▸ EXERCISE AIM
Every line of the data that includes "crate" should be copied out.

______________________________

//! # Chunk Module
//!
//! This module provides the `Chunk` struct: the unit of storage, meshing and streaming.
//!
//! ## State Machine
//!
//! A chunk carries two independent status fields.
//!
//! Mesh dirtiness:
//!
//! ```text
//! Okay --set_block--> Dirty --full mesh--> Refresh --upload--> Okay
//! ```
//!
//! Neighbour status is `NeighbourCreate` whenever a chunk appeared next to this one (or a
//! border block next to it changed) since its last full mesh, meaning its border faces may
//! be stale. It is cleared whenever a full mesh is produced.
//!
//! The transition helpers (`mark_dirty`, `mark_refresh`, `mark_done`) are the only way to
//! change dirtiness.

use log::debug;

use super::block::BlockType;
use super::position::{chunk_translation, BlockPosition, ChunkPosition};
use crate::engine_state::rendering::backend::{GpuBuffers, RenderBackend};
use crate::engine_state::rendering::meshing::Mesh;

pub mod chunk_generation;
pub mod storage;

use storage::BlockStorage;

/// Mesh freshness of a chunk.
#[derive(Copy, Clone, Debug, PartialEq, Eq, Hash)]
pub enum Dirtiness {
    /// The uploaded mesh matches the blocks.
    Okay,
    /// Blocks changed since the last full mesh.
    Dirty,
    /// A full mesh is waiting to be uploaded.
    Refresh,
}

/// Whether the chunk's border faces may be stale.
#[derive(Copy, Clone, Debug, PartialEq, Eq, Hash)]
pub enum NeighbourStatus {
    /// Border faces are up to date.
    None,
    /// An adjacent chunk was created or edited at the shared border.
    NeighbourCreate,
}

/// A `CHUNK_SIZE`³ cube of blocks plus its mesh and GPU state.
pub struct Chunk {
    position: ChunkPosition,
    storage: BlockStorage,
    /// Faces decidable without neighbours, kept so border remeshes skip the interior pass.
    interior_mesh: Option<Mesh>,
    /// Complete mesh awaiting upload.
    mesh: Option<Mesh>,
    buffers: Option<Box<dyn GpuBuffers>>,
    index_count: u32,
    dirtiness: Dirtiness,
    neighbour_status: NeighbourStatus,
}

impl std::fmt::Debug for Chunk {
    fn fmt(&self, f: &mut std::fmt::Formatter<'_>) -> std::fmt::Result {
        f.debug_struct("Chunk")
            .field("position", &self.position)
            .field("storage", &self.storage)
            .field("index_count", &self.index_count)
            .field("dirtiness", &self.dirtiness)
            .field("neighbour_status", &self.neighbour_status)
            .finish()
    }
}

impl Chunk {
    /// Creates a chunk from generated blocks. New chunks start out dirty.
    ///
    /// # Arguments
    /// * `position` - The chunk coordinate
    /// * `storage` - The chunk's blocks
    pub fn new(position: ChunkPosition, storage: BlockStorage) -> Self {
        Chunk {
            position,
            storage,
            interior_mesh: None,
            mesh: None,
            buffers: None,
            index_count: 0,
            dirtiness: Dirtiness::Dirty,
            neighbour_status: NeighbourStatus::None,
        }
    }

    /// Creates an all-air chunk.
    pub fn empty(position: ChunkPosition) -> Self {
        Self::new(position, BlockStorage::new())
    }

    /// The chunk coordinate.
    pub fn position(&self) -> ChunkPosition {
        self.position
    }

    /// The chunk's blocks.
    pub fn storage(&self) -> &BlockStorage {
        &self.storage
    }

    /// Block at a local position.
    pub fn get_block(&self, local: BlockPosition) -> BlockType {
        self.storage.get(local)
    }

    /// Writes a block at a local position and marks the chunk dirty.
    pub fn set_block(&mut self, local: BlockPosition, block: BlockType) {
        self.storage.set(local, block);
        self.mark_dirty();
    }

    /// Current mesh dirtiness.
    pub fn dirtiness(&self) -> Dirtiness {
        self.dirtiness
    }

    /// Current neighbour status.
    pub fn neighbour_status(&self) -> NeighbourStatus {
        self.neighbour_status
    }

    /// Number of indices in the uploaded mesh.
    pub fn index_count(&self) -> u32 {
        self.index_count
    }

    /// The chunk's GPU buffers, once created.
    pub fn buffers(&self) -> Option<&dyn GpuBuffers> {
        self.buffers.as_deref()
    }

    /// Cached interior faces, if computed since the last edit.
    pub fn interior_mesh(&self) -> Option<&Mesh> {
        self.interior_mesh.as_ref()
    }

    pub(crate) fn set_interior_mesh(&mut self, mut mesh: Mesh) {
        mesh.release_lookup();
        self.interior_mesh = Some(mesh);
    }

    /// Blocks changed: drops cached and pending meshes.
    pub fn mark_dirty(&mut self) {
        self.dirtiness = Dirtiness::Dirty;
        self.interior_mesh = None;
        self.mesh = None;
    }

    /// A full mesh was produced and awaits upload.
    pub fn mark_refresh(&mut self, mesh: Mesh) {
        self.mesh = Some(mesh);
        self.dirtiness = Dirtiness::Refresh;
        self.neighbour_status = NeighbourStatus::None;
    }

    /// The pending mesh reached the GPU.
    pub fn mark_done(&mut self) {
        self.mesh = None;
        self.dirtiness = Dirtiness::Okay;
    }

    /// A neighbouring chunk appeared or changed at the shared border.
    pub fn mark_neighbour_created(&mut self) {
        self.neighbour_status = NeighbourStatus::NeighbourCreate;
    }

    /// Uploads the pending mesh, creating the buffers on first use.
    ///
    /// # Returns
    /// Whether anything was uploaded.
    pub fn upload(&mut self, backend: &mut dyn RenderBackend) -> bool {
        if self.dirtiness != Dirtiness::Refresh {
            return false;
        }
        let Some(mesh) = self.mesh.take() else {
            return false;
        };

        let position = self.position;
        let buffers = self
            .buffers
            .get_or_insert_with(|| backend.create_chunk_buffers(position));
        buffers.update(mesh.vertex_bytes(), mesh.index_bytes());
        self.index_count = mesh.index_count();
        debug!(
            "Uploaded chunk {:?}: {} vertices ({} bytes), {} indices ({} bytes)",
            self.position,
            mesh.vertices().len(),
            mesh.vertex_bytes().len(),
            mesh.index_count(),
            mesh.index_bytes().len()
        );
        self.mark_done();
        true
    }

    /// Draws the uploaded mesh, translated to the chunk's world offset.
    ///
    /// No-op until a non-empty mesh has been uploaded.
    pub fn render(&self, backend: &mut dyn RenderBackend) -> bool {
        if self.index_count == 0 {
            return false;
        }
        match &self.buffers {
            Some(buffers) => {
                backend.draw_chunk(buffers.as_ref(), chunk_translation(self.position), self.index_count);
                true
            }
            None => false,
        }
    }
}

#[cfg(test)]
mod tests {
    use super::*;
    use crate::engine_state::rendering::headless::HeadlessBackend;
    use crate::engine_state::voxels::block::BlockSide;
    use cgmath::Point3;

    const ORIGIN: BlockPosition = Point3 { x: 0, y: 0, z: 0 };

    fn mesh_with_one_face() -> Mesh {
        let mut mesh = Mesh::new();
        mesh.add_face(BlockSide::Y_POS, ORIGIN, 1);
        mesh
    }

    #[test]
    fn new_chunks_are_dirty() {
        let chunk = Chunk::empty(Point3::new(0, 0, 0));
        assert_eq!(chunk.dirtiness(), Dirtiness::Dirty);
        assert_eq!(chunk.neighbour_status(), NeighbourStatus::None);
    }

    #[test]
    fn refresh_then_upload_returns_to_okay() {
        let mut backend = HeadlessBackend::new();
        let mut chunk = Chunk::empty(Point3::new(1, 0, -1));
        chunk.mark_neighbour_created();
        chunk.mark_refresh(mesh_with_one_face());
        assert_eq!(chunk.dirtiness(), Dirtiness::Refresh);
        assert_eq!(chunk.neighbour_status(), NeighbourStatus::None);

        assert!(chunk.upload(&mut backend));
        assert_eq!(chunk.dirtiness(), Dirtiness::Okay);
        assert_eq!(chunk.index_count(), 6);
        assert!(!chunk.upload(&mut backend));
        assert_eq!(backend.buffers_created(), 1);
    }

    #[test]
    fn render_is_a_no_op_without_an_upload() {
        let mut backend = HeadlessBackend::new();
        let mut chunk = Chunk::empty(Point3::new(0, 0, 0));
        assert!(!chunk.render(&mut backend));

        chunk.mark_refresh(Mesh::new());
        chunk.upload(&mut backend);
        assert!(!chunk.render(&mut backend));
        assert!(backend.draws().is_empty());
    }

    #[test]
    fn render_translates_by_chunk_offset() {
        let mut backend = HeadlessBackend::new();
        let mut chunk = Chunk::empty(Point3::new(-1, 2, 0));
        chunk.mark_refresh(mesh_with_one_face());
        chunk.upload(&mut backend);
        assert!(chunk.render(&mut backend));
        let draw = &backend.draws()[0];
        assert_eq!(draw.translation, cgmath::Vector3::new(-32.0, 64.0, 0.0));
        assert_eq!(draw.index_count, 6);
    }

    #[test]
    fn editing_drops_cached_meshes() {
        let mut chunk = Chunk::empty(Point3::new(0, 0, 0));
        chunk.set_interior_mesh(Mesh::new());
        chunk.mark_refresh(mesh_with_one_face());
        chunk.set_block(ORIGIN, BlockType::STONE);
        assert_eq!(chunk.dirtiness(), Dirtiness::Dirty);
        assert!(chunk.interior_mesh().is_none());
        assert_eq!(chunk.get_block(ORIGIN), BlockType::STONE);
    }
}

______________________________

▸ WORKED SOLUTION
use crate::engine_state::rendering::backend::{GpuBuffers, RenderBackend};
use crate::engine_state::rendering::meshing::Mesh;
    pub(crate) fn set_interior_mesh(&mut self, mut mesh: Mesh) {
    use crate::engine_state::rendering::headless::HeadlessBackend;
    use crate::engine_state::voxels::block::BlockSide;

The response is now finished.